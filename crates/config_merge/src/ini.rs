//! Sectioned `key=value` files.
//!
//! The document keeps every line it does not understand verbatim, so
//! comments and odd formatting in game-shipped configs survive a merge.

use crate::Merged;
use weaver_types::ConfigurationItem;

#[derive(Debug, Clone, PartialEq)]
enum Line {
    Entry { key: String, value: String },
    Verbatim(String),
}

#[derive(Debug, Clone)]
struct Section {
    /// Empty for the preamble before the first header
    name: String,
    lines: Vec<Line>,
}

#[derive(Debug, Clone)]
struct IniDocument {
    sections: Vec<Section>,
}

impl IniDocument {
    fn empty() -> Self {
        Self {
            sections: vec![Section {
                name: String::new(),
                lines: Vec::new(),
            }],
        }
    }

    fn parse(text: &str) -> Self {
        let mut document = Self::empty();
        for raw in text.lines() {
            let trimmed = raw.trim();
            if trimmed.starts_with('[') && trimmed.ends_with(']') && trimmed.len() >= 2 {
                document.sections.push(Section {
                    name: trimmed[1..trimmed.len() - 1].trim().to_string(),
                    lines: Vec::new(),
                });
                continue;
            }

            let line = match raw.split_once('=') {
                Some((key, value))
                    if !trimmed.starts_with(';') && !trimmed.starts_with('#') =>
                {
                    Line::Entry {
                        key: key.trim().to_string(),
                        value: value.trim().to_string(),
                    }
                }
                _ => Line::Verbatim(raw.to_string()),
            };

            if let Some(section) = document.sections.last_mut() {
                section.lines.push(line);
            }
        }
        document
    }

    fn section_mut(&mut self, name: &str) -> &mut Section {
        let index = match self.sections.iter().position(|s| s.name == name) {
            Some(index) => index,
            None => {
                self.sections.push(Section {
                    name: name.to_string(),
                    lines: Vec::new(),
                });
                self.sections.len() - 1
            }
        };
        &mut self.sections[index]
    }

    fn set(&mut self, section: &str, key: &str, value: &str, duplicate: bool) {
        let section = self.section_mut(section);

        if !duplicate {
            for line in section.lines.iter_mut() {
                if let Line::Entry { key: k, value: v } = line {
                    if k == key {
                        *v = value.to_string();
                        return;
                    }
                }
            }
        }

        // New entries go after the last entry, ahead of trailing blanks or comments
        let insert_at = section
            .lines
            .iter()
            .rposition(|l| matches!(l, Line::Entry { .. }))
            .map(|i| i + 1)
            .unwrap_or(section.lines.len());
        section.lines.insert(
            insert_at,
            Line::Entry {
                key: key.to_string(),
                value: value.to_string(),
            },
        );
    }

    fn render(&self, newline: &str) -> String {
        let mut out = String::new();
        for section in &self.sections {
            if !section.name.is_empty() {
                out.push('[');
                out.push_str(&section.name);
                out.push(']');
                out.push_str(newline);
            }
            for line in &section.lines {
                match line {
                    Line::Entry { key, value } => {
                        out.push_str(key);
                        out.push('=');
                        out.push_str(value);
                    }
                    Line::Verbatim(text) => out.push_str(text),
                }
                out.push_str(newline);
            }
        }
        out
    }
}

/// A write produced from one plain item or one `(path, category)` group
struct Assignment {
    section: String,
    key: String,
    value: String,
    duplicate: bool,
}

/// Plain items map one to one; items sharing a `(path, category)` fold into
/// a single `(k1=v1,k2=v2)` value keyed by `path`, in collection order.
fn assignments(items: &[ConfigurationItem]) -> Vec<Assignment> {
    let mut out: Vec<Assignment> = Vec::new();
    let mut groups: Vec<((String, String), usize, Vec<String>)> = Vec::new();

    for item in items {
        if item.path.is_empty() {
            out.push(Assignment {
                section: item.category.clone(),
                key: item.key.clone(),
                value: item.value.clone(),
                duplicate: item.duplicate_key,
            });
            continue;
        }

        let group_key = (item.path.clone(), item.category.clone());
        let pair = format!("{}={}", item.key, item.value);
        match groups.iter_mut().find(|(k, _, _)| *k == group_key) {
            Some((_, _, pairs)) => pairs.push(pair),
            None => {
                out.push(Assignment {
                    section: item.category.clone(),
                    key: item.path.clone(),
                    value: String::new(),
                    duplicate: item.duplicate_key,
                });
                groups.push((group_key, out.len() - 1, vec![pair]));
            }
        }
    }

    for (_, slot, pairs) in groups {
        out[slot].value = format!("({})", pairs.join(","));
    }
    out
}

pub(crate) fn merge(existing: Option<&str>, items: &[ConfigurationItem], load_existing: bool) -> Merged {
    let (mut document, newline) = match existing {
        Some(text) if load_existing => {
            let newline = if text.contains("\r\n") { "\r\n" } else { "\n" };
            (IniDocument::parse(text), newline)
        }
        _ => (IniDocument::empty(), "\n"),
    };

    for assignment in assignments(items) {
        document.set(
            &assignment.section,
            &assignment.key,
            &assignment.value,
            assignment.duplicate,
        );
    }

    Merged {
        contents: document.render(newline),
        item_errors: Vec::new(),
    }
}

#[cfg(test)]
mod tests {
    use super::*;

    #[test]
    fn test_groups_render_in_collection_order() {
        let items = vec![
            ConfigurationItem::new("Name", "Alpha")
                .with_category("/Script/Game.Settings")
                .with_path("ServerSettings"),
            ConfigurationItem::new("Port", "7777").with_category("Network"),
            ConfigurationItem::new("Slots", "16")
                .with_category("/Script/Game.Settings")
                .with_path("ServerSettings"),
        ];

        let merged = merge(None, &items, false);
        assert_eq!(
            merged.contents,
            "[/Script/Game.Settings]\nServerSettings=(Name=Alpha,Slots=16)\n[Network]\nPort=7777\n"
        );
    }

    #[test]
    fn test_existing_key_overwritten_and_comments_kept() {
        let existing = "; header\n[Server]\nPort=1\n\n[Other]\nA=b\n";
        let items = vec![
            ConfigurationItem::new("Port", "2").with_category("Server"),
            ConfigurationItem::new("Motd", "hi").with_category("Server"),
        ];
        let merged = merge(Some(existing), &items, true);
        assert_eq!(
            merged.contents,
            "; header\n[Server]\nPort=2\nMotd=hi\n\n[Other]\nA=b\n"
        );
    }

    #[test]
    fn test_duplicate_keys_only_when_flagged() {
        let existing = "[Mods]\nMod=one\n";
        let items = vec![
            ConfigurationItem::new("Mod", "two").with_category("Mods").duplicated(),
            ConfigurationItem::new("Mod", "three").with_category("Mods").duplicated(),
        ];
        let merged = merge(Some(existing), &items, true);
        assert_eq!(merged.contents, "[Mods]\nMod=one\nMod=two\nMod=three\n");

        let overwrite = vec![ConfigurationItem::new("Mod", "only").with_category("Mods")];
        let merged = merge(Some(existing), &overwrite, true);
        assert_eq!(merged.contents, "[Mods]\nMod=only\n");
    }

    #[test]
    fn test_empty_category_goes_to_preamble() {
        let existing = "Global=1\n[Server]\nPort=1\n";
        let items = vec![ConfigurationItem::new("Global", "2")];
        let merged = merge(Some(existing), &items, true);
        assert_eq!(merged.contents, "Global=2\n[Server]\nPort=1\n");
    }
}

------------------------------------------------

▶ _EXERCISE DESCRIPTION_:
What you should output is every line of the records above, from the first through the line containing "the first header", unchanged.

▶ _RESPONSE AREA_:
filename crates/config_merge/src/ini.rs
//! Sectioned `key=value` files.
//!
//! The document keeps every line it does not understand verbatim, so
//! comments and odd formatting in game-shipped configs survive a merge.

use crate::Merged;
use weaver_types::ConfigurationItem;

#[derive(Debug, Clone, PartialEq)]
enum Line {
    Entry { key: String, value: String },
    Verbatim(String),
}

#[derive(Debug, Clone)]
struct Section {
    /// Empty for the preamble before the first header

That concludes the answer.